Submitted to: Keystone Symposia
Publication Type: Abstract Only
Publication Acceptance Date: November 18, 2005
Publication Date: January 30, 2006
Citation: Li, C., Elsasser, T.H. 2006. Growth hormone effects in immune stress: AKT/ENOS signaling module in the cellular response [abstract]. Keystone Symposia, Signaling Networks. Abstract Book p.43. Technical Abstract: The activation of the constitutive endothelial nitric-oxide synthase (eNOS) and expression of inducible NOS (iNOS) and subsequent nitric oxide production are among the early cellular responses following exposure of animals (bovine) to lipopolysaccharide (LPS). On the other hand, growth hormone (GH) exerts many effects in addition to its ability to stimulate growth. It has been observed in our laboratory the effects of GH administration on components of the NO generating cascade to account for increases in NO production and protein nitration following an immune challenge indicating the cross-talking between multiple signaling pathways. However, the critical signal transduction affecting the cell response to immune stress remains unclear in vivo. In the present study, we have employed animal models (calves) challenged with low-level endotoxin (LPS) to examine the role of eNOS in the immune stress.
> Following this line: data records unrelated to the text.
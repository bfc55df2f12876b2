//! Configuration loading from disk and the environment.

use std::fs;
use std::path::Path;

use crate::config::schema::SiteConfig;
use crate::config::validation::{validate_config, ValidationError};

/// Environment variable overriding `knowledge.store_url`.
pub const STORE_URL_ENV: &str = "KNOWLEDGE_STORE_URL";
/// Environment variable overriding `knowledge.service_key`.
pub const SERVICE_KEY_ENV: &str = "KNOWLEDGE_SERVICE_KEY";

/// Error type for configuration loading.
#[derive(Debug, thiserror::Error)]
pub enum ConfigError {
    #[error("IO error: {0}")]
    Io(#[from] std::io::Error),
    #[error("Parse error: {0}")]
    Parse(#[from] toml::de::Error),
    #[error("Validation failed: {}", join_errors(.0))]
    Validation(Vec<ValidationError>),
}

fn join_errors(errors: &[ValidationError]) -> String {
    errors
        .iter()
        .map(ToString::to_string)
        .collect::<Vec<_>>()
        .join(", ")
}

/// Load and validate configuration from a TOML file.
pub fn load_config(path: &Path) -> Result<SiteConfig, ConfigError> {
    let content = fs::read_to_string(path)?;
    parse_config(&content)
}

/// Parse, apply environment overrides, and validate a TOML document.
pub fn parse_config(content: &str) -> Result<SiteConfig, ConfigError> {
    let mut config: SiteConfig = toml::from_str(content)?;
    apply_env_overrides(&mut config, |name| std::env::var(name).ok());
    validate_config(&config).map_err(ConfigError::Validation)?;
    Ok(config)
}

/// Build a configuration from defaults plus environment overrides, validated
/// the same way a file is.
pub fn config_from_env<F>(lookup: F) -> Result<SiteConfig, ConfigError>
where
    F: Fn(&str) -> Option<String>,
{
    let mut config = SiteConfig::default();
    apply_env_overrides(&mut config, lookup);
    validate_config(&config).map_err(ConfigError::Validation)?;
    Ok(config)
}

/// Apply environment overrides using the given lookup.
///
/// Empty values are ignored so an exported-but-blank variable does not wipe
/// a value from the file.
pub fn apply_env_overrides<F>(config: &mut SiteConfig, lookup: F)
where
    F: Fn(&str) -> Option<String>,
{
    if let Some(url) = lookup(STORE_URL_ENV).filter(|v| !v.is_empty()) {
        config.knowledge.store_url = Some(url);
    }
    if let Some(key) = lookup(SERVICE_KEY_ENV).filter(|v| !v.is_empty()) {
        config.knowledge.service_key = Some(key);
    }
}

#[cfg(test)]
mod tests {
    use super::*;

    #[test]
    fn test_parse_partial_file() {
        let config = parse_config(
            r#"
            [site]
            name = "Clear View"
            base_url = "https://clearview.example"

            [rate_limit]
            booking_limit = 2
            "#,
        )
        .unwrap();

        assert_eq!(config.site.name, "Clear View");
        assert_eq!(config.rate_limit.booking_limit, 2);
        // Untouched sections keep their defaults
        assert_eq!(config.security.api_prefix, "/api");
        assert_eq!(config.knowledge.result_limit, 3);
    }

    #[test]
    fn test_invalid_values_are_reported() {
        let err = parse_config("[rate_limit]\nbooking_window_ms = 0\n").unwrap_err();
        assert!(matches!(err, ConfigError::Validation(_)));
        assert!(err.to_string().contains("rate_limit.booking_window_ms"));
    }

    #[test]
    fn test_env_overrides() {
        let mut config = SiteConfig::default();
        config.knowledge.service_key = Some("from-file".to_string());

        apply_env_overrides(&mut config, |name| match name {
            STORE_URL_ENV => Some("https://store.example".to_string()),
            SERVICE_KEY_ENV => Some(String::new()),
            _ => None,
        });

        assert_eq!(
            config.knowledge.store_url.as_deref(),
            Some("https://store.example")
        );
        assert_eq!(config.knowledge.service_key.as_deref(), Some("from-file"));
    }

    #[test]
    fn test_env_only_config_is_validated() {
        let err = config_from_env(|name| match name {
            STORE_URL_ENV => Some("not a url".to_string()),
            _ => None,
        })
        .unwrap_err();
        assert!(matches!(err, ConfigError::Validation(_)));
        assert!(err.to_string().contains("knowledge.store_url"));

        let config = config_from_env(|name| match name {
            STORE_URL_ENV => Some("https://store.example".to_string()),
            _ => None,
        })
        .unwrap();
        assert_eq!(
            config.knowledge.store_url.as_deref(),
            Some("https://store.example")
        );
    }
}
Moreover, we have used established bovine cell lines (MDBK) to dissect the mechanisms underlying GH/LPS-stimulated eNOS activity and the pro-inflammatory role for eNOS. Phosphorylation of eNOS appeared 15 to 30 min after GH treatment of GH and was saturated at about 75 min and secondary administration of GH had no effects on the level of phosphyrylation of eNOS. Inhibiting the AKT activity reduced/eliminated the activation (phosphorylation) of eNOS. Using specific AKT inhibitor and functional proteomic approach, we were able to detect the activities of multiple potential signal transduction pathway elements, the downstream targets of AKT pathway and the modification of those responses by treatment of GH. Combining the data from the animal model, in vitro experiments, as well as the functional proteomic analysis, we propose that AKT/eNOS signaling module may function as a potential feedback loop in GH signal pathway.